In 1885 a new board school was opened in the Holes, replacing a run down
infants’ school, and this was followed by the erection of a new Board
School on a site at Weeland Road which opened in 1894, the Chapel Street
School being retained for use by boys and the Weeland Road school for
girls. The former site was commonly known as ‘Low’ Board School; the
latter as the ‘Top’ Board School. Eventually, under the aegis of the
West Riding County Council Education Department, the system was changed
with both schools adopting mixed pupilage, the Chapel Street school
becoming an infants’ school, serving as a feeder for the Weeland Road
Junior School.
BONE MILL GARTH
One of a series of small plots of land known as the Mill Closes, Bone Mill
Garth was an enclosure situated near the bone mill which was located to
the east of the King’s Mills, standing between William Shaw’s bone mill
and the Mill Close dry dock adjacent to the river bank. Both the dry
dock and the bone mill appear to have suffered adversely following the
opening of the Aire & Calder Canal between Knottingley and Ferrybridge
in 1826 and became defunct shortly afterwards. Another bone mill was
situated between Longwoods Walk and Aire Street in the second half of
the nineteenth century but nothing is known of the proprietor(s) and by
1890 the buildings were standing derelict.
BOTTOM FIELD
A furlong name for a portion of land within the great East Field and lying
adjacent to the Racca Field to the north. The Bottom Field is now
covered by part of the Broomhill housing estate. A part of the Bottom
Field lying to the left side of Broomhill Avenue was used as an
unofficial playground by children resident on the estate between the
time of the construction of the first Council houses in the late 1920s
and the building of the flats on the site as part of the extension of
the estate in the mid 1950s.
BROCKHOLES
Peasant strips close to the site of badger setts located in the great South
Field close to the edge of the field boundaries of Ferrybridge and
Pontefract. The name also features in several additional areas of the
town fields.
BROOKLYN HOUSE
A brick-built town house of the 1880s situated on the west side of Cow Lane
between garden Lane and the Croft. The house is believed to have
belonged to Captain William Johnson, a master mariner, who was a member
of Knottingley Select Vestry from 1881-1891 and was nominated as
Overseer of the Poor in 1874 and 1875 but was unelected.
In the
early 1920s the house became the residence of Mr Harry Gregg of Gregg &
Co., glass manufacturers, and during the 1950s was the home of Mr R
Grayson, taxi proprietor.
BROOM HILL
A barely perceptible rise in the elevation of land lying to the east of
Womersley Road, marked by the houses at the top end and named Broomhill
Avenue is the site of the original Broom Hill which was so named from
the abundance of the broom plant. The name is derived from the Old
English brom’, indicating the antiquity of the site.
BULL HORN CLOSE
Named in ancient documents and in the Enclosure Award Schedule, this site is
of great antiquity. The name may be derived from the Old English ‘hyme’,
meaning a nook or corner of land and may therefore have acquired the Old
English name ‘Bulherne’ because its shape suggested a beast’s horn. The
allotment to Thomas Farnhill numbered as plot 412 in the South Field on
the Enclosure Map of 1800 bears the exact shape of a bull’s horn and is
named in the Schedule as Bull Horn Close.
BULLOCK CLOSE
Referred to in a document of 1675 this site may be named from the land where
a bull was kept. The site does not appear under the name Bullock Close
in the 1793 Enclosure Survey but is probably that named as Bullock,
being a four acre rectangular plot lying north of the South Moor (Lane)

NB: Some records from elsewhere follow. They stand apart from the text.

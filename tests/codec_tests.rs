use lsb_grid::compare::{BoundingBox, bounding_box, diff, equals, highlight};
use lsb_grid::steganography::{clear_low_bits, extract_low_bits, set_low_bits};
use lsb_grid::text::{decode, encode, hide_text, reveal_text};
use lsb_grid::transform::{can_embed, clear_all, embed_low_bits, hide_image, reveal};
use lsb_grid::{Color, PixelGrid, Position, StegoError};
use rand::Rng;

fn random_color(rng: &mut impl Rng) -> Color {
    Color::new(rng.random(), rng.random(), rng.random())
}

fn random_grid(width: usize, height: usize) -> PixelGrid {
    let mut rng = rand::rng();
    PixelGrid::from_fn(width, height, |_| random_color(&mut rng))
}

#[test]
fn clearing_removes_embedded_bits() {
    let mut rng = rand::rng();
    for _ in 0..1000 {
        let color = random_color(&mut rng);
        let key = random_color(&mut rng);
        assert_eq!(clear_low_bits(set_low_bits(color, key)), clear_low_bits(color));
    }
}

#[test]
fn extraction_recovers_top_bits_of_key() {
    let mut rng = rand::rng();
    for _ in 0..1000 {
        let color = random_color(&mut rng);
        let key = random_color(&mut rng);
        let expected = key.map(|channel| channel / 64 * 64);
        assert_eq!(extract_low_bits(set_low_bits(color, key)), expected);
    }
}

#[test]
fn clear_all_changes_grid_only_when_low_bits_are_set() {
    let clean = PixelGrid::filled(5, 4, Color::new(252, 8, 100));
    assert!(equals(&clean, &clear_all(&clean)));

    let mut dirty = clean.clone();
    dirty.set(3, 4, Color::new(252, 9, 100));
    assert!(!equals(&dirty, &clear_all(&dirty)));
    assert_eq!(diff(&dirty, &clear_all(&dirty)), vec![Position::new(3, 4)]);
}

#[test]
fn transforms_leave_input_untouched() {
    let grid = random_grid(6, 6);
    let before = grid.clone();

    let _ = clear_all(&grid);
    let _ = embed_low_bits(&grid, Color::new(255, 175, 175));
    let _ = reveal(&grid);
    let _ = hide_image(&grid, &random_grid(3, 3), 1, 1);

    assert_eq!(grid, before);
}

#[test]
fn embedded_constant_color_is_revealed() {
    let tinted = embed_low_bits(&random_grid(7, 3), Color::new(255, 175, 175));
    let revealed = reveal(&tinted);

    assert!(revealed.pixels().iter().all(|&c| c == Color::new(192, 128, 128)));
}

#[test]
fn can_embed_rejects_wider_secret() {
    let base = PixelGrid::new(10, 10);

    assert!(can_embed(&base, &PixelGrid::new(10, 10)));
    assert!(can_embed(&base, &PixelGrid::new(3, 9)));
    assert!(!can_embed(&base, &PixelGrid::new(11, 5)));
    assert!(!can_embed(&base, &PixelGrid::new(5, 11)));
}

#[test]
fn hidden_image_differs_from_base_and_reveals_secret() {
    let base = PixelGrid::filled(12, 12, Color::new(40, 80, 120));
    let secret = random_grid(5, 4);
    let secret = secret.map(|c| c.map(|channel| channel | 0x40));

    let merged = hide_image(&base, &secret, 3, 6);
    let diffs = diff(&merged, &base);

    assert_eq!(diffs.len(), secret.len());
    assert_eq!(
        bounding_box(&diffs),
        Some(BoundingBox {
            top: 3,
            left: 6,
            bottom: 6,
            right: 10
        })
    );

    let revealed = reveal(&merged);
    for (pos, color) in secret.enumerate() {
        assert_eq!(
            revealed.get(pos.row + 3, pos.col + 6),
            Some(color.map(|channel| channel / 64 * 64))
        );
    }
}

#[test]
fn hiding_outside_base_changes_nothing() {
    let base = random_grid(4, 4);
    let merged = hide_image(&base, &random_grid(3, 3), 4, 0);
    assert!(equals(&base, &merged));
}

#[test]
fn text_codec_round_trip() {
    let codes = encode("HELLO WORLD").unwrap();
    assert_eq!(codes.last(), Some(&0));
    assert_eq!(decode(&codes[..codes.len() - 1]).unwrap(), "HELLO WORLD");
}

#[test]
fn secret_message_scenario() {
    let mut grid = random_grid(5, 3);
    hide_text(&mut grid, "SECRET MESSAGE").unwrap();
    assert_eq!(reveal_text(&grid).unwrap(), "SECRET MESSAGE");
}

#[test]
fn hide_text_only_touches_payload_pixels() {
    let original = random_grid(8, 8);
    let mut grid = original.clone();
    hide_text(&mut grid, "hi").unwrap();

    assert!(diff(&grid, &original).iter().all(|pos| pos.row == 0 && pos.col < 3));
    assert!(equals(&clear_all(&grid), &clear_all(&original)));
    assert_eq!(reveal_text(&grid).unwrap(), "HI");
}

#[test]
fn capacity_error_leaves_grid_untouched() {
    let original = random_grid(3, 2);
    let mut grid = original.clone();

    let err = hide_text(&mut grid, "TOOLONG").unwrap_err();

    assert_eq!(
        err,
        StegoError::CapacityExceeded {
            required: 8,
            available: 6
        }
    );
    assert_eq!(grid, original);
}

#[test]
fn invalid_character_leaves_grid_untouched() {
    let original = random_grid(10, 10);
    let mut grid = original.clone();

    assert!(matches!(
        hide_text(&mut grid, "HI!"),
        Err(StegoError::InvalidCharacter {
            character: '!',
            index: 2
        })
    ));
    assert_eq!(grid, original);
}

#[test]
fn reveal_text_without_terminator_decodes_everything() {
    // 每个像素都编码为 'A' (1)，没有结束标记
    let grid = PixelGrid::filled(3, 2, Color::new(1, 0, 0));
    assert_eq!(reveal_text(&grid).unwrap(), "AAAAAA");
}

#[test]
fn reveal_text_on_cleared_grid_is_empty() {
    let grid = clear_all(&random_grid(4, 4));
    assert_eq!(reveal_text(&grid).unwrap(), "");
}

#[test]
fn reveal_text_reports_undecodable_values() {
    let grid = PixelGrid::filled(2, 2, Color::new(3, 3, 3));
    assert_eq!(
        reveal_text(&grid).unwrap_err(),
        StegoError::InvalidCode { value: 63, index: 0 }
    );
}

#[test]
fn diff_of_different_sizes_is_empty() {
    let first = random_grid(4, 5);
    let second = random_grid(5, 4);

    assert!(diff(&first, &second).is_empty());
    assert!(!equals(&first, &second));
}

#[test]
fn bounding_box_spans_all_differences() {
    let diffs = [Position::new(2, 3), Position::new(5, 1), Position::new(4, 8)];

    let bbox = bounding_box(&diffs).unwrap();

    assert_eq!(
        bbox,
        BoundingBox {
            top: 2,
            left: 1,
            bottom: 5,
            right: 8
        }
    );
    assert_eq!((bbox.height(), bbox.width()), (4, 8));
    assert_eq!(bounding_box(&[]), None);
}

#[test]
fn highlight_draws_outline_only() {
    let grid = PixelGrid::new(10, 10);
    let blue = Color::new(0, 0, 255);
    let diffs = [Position::new(2, 3), Position::new(5, 1), Position::new(4, 8)];

    let outlined = highlight(&grid, &diffs, blue);

    let expected = PixelGrid::from_fn(10, 10, |pos| {
        let on_rows = (2..=5).contains(&pos.row) && (pos.col == 1 || pos.col == 8);
        let on_cols = (1..=8).contains(&pos.col) && (pos.row == 2 || pos.row == 5);
        if on_rows || on_cols { blue } else { Color::default() }
    });
    assert_eq!(outlined, expected);
    assert_eq!(highlight(&grid, &[], blue), grid);
}
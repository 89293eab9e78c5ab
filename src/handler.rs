//! # 命令处理逻辑模块
//!
//! 包含处理各个子命令的高级业务逻辑。
//! 本模块负责协调图像与文本文件的读写、调用核心隐写算法以及向用户报告结果。

use crate::cli::{CompareArgs, HideImageArgs, HideTextArgs, ImageArgs, RevealTextArgs, TintArgs};
use crate::compare::{bounding_box, diff, equals, highlight};
use crate::grid::PixelGrid;
use crate::text::{hide_text, reveal_text, text_capacity};
use crate::transform::{can_embed, clear_all, embed_low_bits, fits_at, hide_image, reveal};
use anyhow::{Context, Result};
use colored::Colorize;
use log::{debug, warn};
use std::fs;
use std::path::{Path, PathBuf};

/// 处理 'Clear' 命令：清除所有像素的最低 2 位。
pub fn handle_clear(args: ImageArgs) -> Result<()> {
    let dest = resolve_dest(args.dest, &args.image, "doctored", "png");
    ensure_writable(&dest, args.force)?;

    let grid = load_grid(&args.image)?;
    save_grid(&clear_all(&grid), &dest)?;

    println!(
        "The low bits have been cleared and saved: {}",
        dest.to_string_lossy().green().bold()
    );
    Ok(())
}

/// 处理 'Tint' 命令：在每个像素的低位中写入同一种颜色。
pub fn handle_tint(args: TintArgs) -> Result<()> {
    let dest = resolve_dest(args.dest, &args.image, "doctored", "png");
    ensure_writable(&dest, args.force)?;

    let grid = load_grid(&args.image)?;
    save_grid(&embed_low_bits(&grid, args.color), &dest)?;

    println!(
        "The color ({}, {}, {}) has been hidden and saved: {}",
        args.color.red,
        args.color.green,
        args.color.blue,
        dest.to_string_lossy().green().bold()
    );
    Ok(())
}

/// 处理 'Reveal' 命令：放大最低 2 位，还原隐藏的图像。
pub fn handle_reveal(args: ImageArgs) -> Result<()> {
    let dest = resolve_dest(args.dest, &args.image, "revealed", "png");
    ensure_writable(&dest, args.force)?;

    let grid = load_grid(&args.image)?;
    save_grid(&reveal(&grid), &dest)?;

    println!(
        "The hidden picture has been revealed and saved: {}",
        dest.to_string_lossy().green().bold()
    );
    Ok(())
}

/// 处理 'HideImage' 命令的执行逻辑。
///
/// 秘密图像超出底图的部分会被跳过，此时只向用户发出警告，不会报错。
///
/// # Errors
///
/// 如果发生以下任一情况，将返回错误：
/// * 输出文件已存在且未指定 `--force`。
/// * 无法读取底图或秘密图像。
/// * 无法写入结果图像。
pub fn handle_hide_image(args: HideImageArgs) -> Result<()> {
    let dest = resolve_dest(args.dest, &args.base, "doctored", "png");
    ensure_writable(&dest, args.force)?;

    let base = load_grid(&args.base)?;
    let secret = load_grid(&args.secret)?;

    println!(
        "Can the secret fit inside the base picture?: {}",
        yes_no(can_embed(&base, &secret))
    );

    if !fits_at(&base, &secret, args.row, args.col) {
        warn!(
            "secret {}x{} at ({}, {}) extends past the {}x{} base",
            secret.height(),
            secret.width(),
            args.row,
            args.col,
            base.height(),
            base.width()
        );
        println!(
            "{}",
            "The secret picture extends past the base; only the overlapping part will be hidden."
                .yellow()
        );
    }

    let merged = hide_image(&base, &secret, args.row, args.col);
    save_grid(&merged, &dest)?;

    println!(
        "The secret picture has been hidden and saved: {}",
        dest.to_string_lossy().green().bold()
    );
    Ok(())
}

/// 处理 'Compare' 命令的执行逻辑。
///
/// 报告两幅图像是否相同、差异像素的数量以及差异区域的外接矩形；
/// 若给出了 `outline` 路径，则以第一幅图像为底画出差异区域并保存。
pub fn handle_compare(args: CompareArgs) -> Result<()> {
    if let Some(outline) = &args.outline {
        ensure_writable(outline, args.force)?;
    }

    let first = load_grid(&args.first)?;
    let second = load_grid(&args.second)?;

    if !first.same_dimensions(&second) {
        println!(
            "{}",
            "The pictures have different dimensions; no pixels can be compared.".yellow()
        );
    }

    let diffs = diff(&first, &second);
    println!(
        "Are the pictures the same?: {}",
        yes_no(equals(&first, &second))
    );
    println!(
        "Number of differing pixels: {}",
        diffs.len().to_string().bold()
    );

    match bounding_box(&diffs) {
        Some(bbox) => println!(
            "Differences span rows {}-{} and columns {}-{}",
            bbox.top.to_string().red().bold(),
            bbox.bottom.to_string().red().bold(),
            bbox.left.to_string().red().bold(),
            bbox.right.to_string().red().bold()
        ),
        None => debug!("no differences to outline"),
    }

    if let Some(outline) = &args.outline {
        save_grid(&highlight(&first, &diffs, args.color), outline)?;
        println!(
            "The outlined picture has been saved: {}",
            outline.to_string_lossy().green().bold()
        );
    }

    Ok(())
}

/// 处理 'HideText' 命令的执行逻辑。
///
/// 负责读取图像和消息、检查隐写空间是否足够、调用文本隐写函数，
/// 最后将结果写入目标图像文件。
///
/// # Arguments
///
/// * `args` - 包含输入/输出路径与消息来源的 `HideTextArgs` 结构体。
///
/// # Errors
///
/// 如果发生以下任一情况，将返回错误：
/// * 输出文件已存在且未指定 `--force`。
/// * 无法读取输入的图像或文本文件。
/// * 消息中含有字母与空格之外的字符。
/// * 图像没有足够的像素来隐藏消息。
/// * 无法写入到目标图像文件。
pub fn handle_hide_text(args: HideTextArgs) -> Result<()> {
    let dest = resolve_dest(args.dest, &args.image, "doctored", "png");
    ensure_writable(&dest, args.force)?;

    let message = match (args.message, &args.text) {
        (Some(message), _) => message,
        (None, Some(path)) => fs::read_to_string(path)
            .with_context(|| {
                format!(
                    "Unable to read text file: {}",
                    path.to_string_lossy().red().bold()
                )
            })?
            .trim_end_matches(['\r', '\n'])
            .to_string(),
        (None, None) => anyhow::bail!("Either a message or a text file must be given."),
    };

    let mut grid = load_grid(&args.image)?;
    let available = text_capacity(&grid);

    anyhow::ensure!(
        message.chars().count() <= available,
        "Not enough space in the image to hide the text. \nRequired: {}, Available: {}",
        message.chars().count().to_string().red().bold(),
        available.to_string().green().bold()
    );

    hide_text(&mut grid, &message).with_context(|| {
        format!(
            "Failed to hide the message in {}",
            args.image.to_string_lossy().red().bold()
        )
    })?;

    save_grid(&grid, &dest)?;

    println!(
        "The text has been successfully hidden and saved: {}",
        dest.to_string_lossy().green().bold()
    );
    Ok(())
}

/// 处理 'RevealText' 命令的执行逻辑。
///
/// 恢复的文本总会打印到终端；若给出了 `text` 路径，还会写入该文件。
pub fn handle_reveal_text(args: RevealTextArgs) -> Result<()> {
    if let Some(path) = &args.text {
        ensure_writable(path, args.force)?;
    }

    let grid = load_grid(&args.image)?;
    let text = reveal_text(&grid).with_context(|| {
        format!(
            "Failed to recover a message from '{}'. \nThe image may not contain a hidden message or is corrupted.",
            args.image.to_string_lossy().red().bold()
        )
    })?;

    println!("Message that's revealed: {}", text.cyan().bold());

    if let Some(path) = &args.text {
        fs::write(path, &text).with_context(|| {
            format!(
                "Unable to write to target text file: {}",
                path.to_string_lossy().red().bold()
            )
        })?;
        println!(
            "The text has been successfully recovered and saved: {}",
            path.to_string_lossy().green().bold()
        );
    }

    Ok(())
}

/// 读取图像文件并转换为像素网格。
fn load_grid(path: &Path) -> Result<PixelGrid> {
    let image = image::open(path).with_context(|| {
        format!(
            "Unable to read image file: {}",
            path.to_string_lossy().red().bold()
        )
    })?;

    let grid = PixelGrid::from(&image);
    debug!(
        "loaded {} ({}x{})",
        path.display(),
        grid.width(),
        grid.height()
    );
    Ok(grid)
}

fn save_grid(grid: &PixelGrid, path: &Path) -> Result<()> {
    grid.to_image().save(path).with_context(|| {
        format!(
            "Unable to write to target image file: {}. \nUse a lossless format such as PNG or BMP.",
            path.to_string_lossy().red().bold()
        )
    })
}

/// 未指定输出路径时，在输入文件旁生成 `<prefix>_<stem>.<ext>`。
fn resolve_dest(dest: Option<PathBuf>, input: &Path, prefix: &str, extension: &str) -> PathBuf {
    dest.unwrap_or_else(|| {
        let stem = input
            .file_stem()
            .map(|stem| stem.to_string_lossy().into_owned())
            .unwrap_or_else(|| "output".to_string());
        input.with_file_name(format!("{prefix}_{stem}.{extension}"))
    })
}

fn ensure_writable(path: &Path, force: bool) -> Result<()> {
    anyhow::ensure!(
        force || !path.exists(),
        "Output file already exists: {}. \nUse --force to overwrite it.",
        path.to_string_lossy().red().bold()
    );
    Ok(())
}

fn yes_no(value: bool) -> colored::ColoredString {
    if value {
        "yes".green().bold()
    } else {
        "no".red().bold()
    }
}
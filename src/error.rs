//! 隐写核心的错误类型。
//!
//! 图像尺寸不匹配、隐藏图像越界等情况按约定以返回值表达，不属于错误；
//! 这里只覆盖文本编解码与容量检查的失败情形。

use std::fmt;

/// 文本隐写过程中可能出现的错误。
#[derive(Debug, Clone, PartialEq, Eq)]
pub enum StegoError {
    /// 文本中含有字母表 (A-Z 与空格) 之外的字符。
    InvalidCharacter { character: char, index: usize },
    /// 负载中出现了无法解码的值 (不在 1..=27 之内)。
    InvalidCode { value: u8, index: usize },
    /// 消息加上结束标记所需的像素数超过了网格容量。
    CapacityExceeded { required: usize, available: usize },
}

impl fmt::Display for StegoError {
    fn fmt(&self, f: &mut fmt::Formatter<'_>) -> fmt::Result {
        match self {
            Self::InvalidCharacter { character, index } => write!(
                f,
                "unsupported character {character:?} at index {index}; only letters A-Z and spaces can be hidden"
            ),
            Self::InvalidCode { value, index } => {
                write!(f, "invalid payload value {value} at index {index}")
            }
            Self::CapacityExceeded {
                required,
                available,
            } => write!(
                f,
                "message needs {required} pixels but the image only has {available}"
            ),
        }
    }
}

impl std::error::Error for StegoError {}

Road near the town end of the former common land.
BURDLES
The name may be a derivative of ‘burnt land’, arising from the method of
clearing stubs of shrubs and trees as part of the process of assortment
in order to increase the amount of land for cultivation. Alternatively,
the phonetic element of the name has much in common with ‘fardles’ and
may derive from that word which meant a bundle or burden and may
therefore have been an ironic adaptation, indicating poor quality land
which was burdensome to work. The one acre enclosure was situated at the
top end of the Bendles and was triangular shaped.
BUTLER BRIDGE
One of the original bridges constructed over the canal between 1820-26,
providing access to the river from Hill Top and situated between Gaggs
Bridge and Mill Bridge. The diversion of river traffic following the
opening of the canal in 1826 resulted in the decline of the river trade
and when it was decided to replace the original canal bridges of the
town some decades later, it was also decided to demolish the largely
redundant Butler Bridge. Elements of the foundations of the bridge may
still be seen on the opposite side of the canal from the towpath just
south of Kings Mills.
BUTLER GARTH
A three acre enclosure originally part of the Middle Field. The site is a
personal place name, the Butler family being prominent residents within
the township by the late eighteenth century.
BUTTLEBANK
The name is recorded in the sixteenth century. The original location is
uncertain but the name may be one which earlier identified the site
later known as Sunny Bank. Buttlebank may derive from the combination of
the terms ‘butt’ and ‘bank’ which were common features found at the
edges of the common fields. Alternatively, the ‘Buttle’ element may
denote a bank where buttercups grew in profusion. Again, favouring a
south facing site such as Sunny Bank.
BUTTS CLOSE
Not all furlongs were of precise geometric shape. The curvatures of some
furlong boundaries meant that not all doles of land were rectangular but
that some, located at the edges of the arable land were small
irregularly shaped pieces known as gores or butts.
CANAL BRIDGES The
The cutting of the Aire & Calder Canal through Knottingley between
1820-26, necessitated the construction of a series of road bridges
within the township. Of the seven principal bridges those known as Gaggs
Bridge, Jackson Bridge and Butler Bridge were named after the families
owning the land in their locality. The name of Shepherds Bridge is less
certain and may be either a personal or occupational name. Cow Lane
Bridge is self explanatory and likewise Skew Bridge which lies
diagonally askew the canal near the eastern edge of the town. Calder
Grange Bridge lies at the eastern extreme of the town.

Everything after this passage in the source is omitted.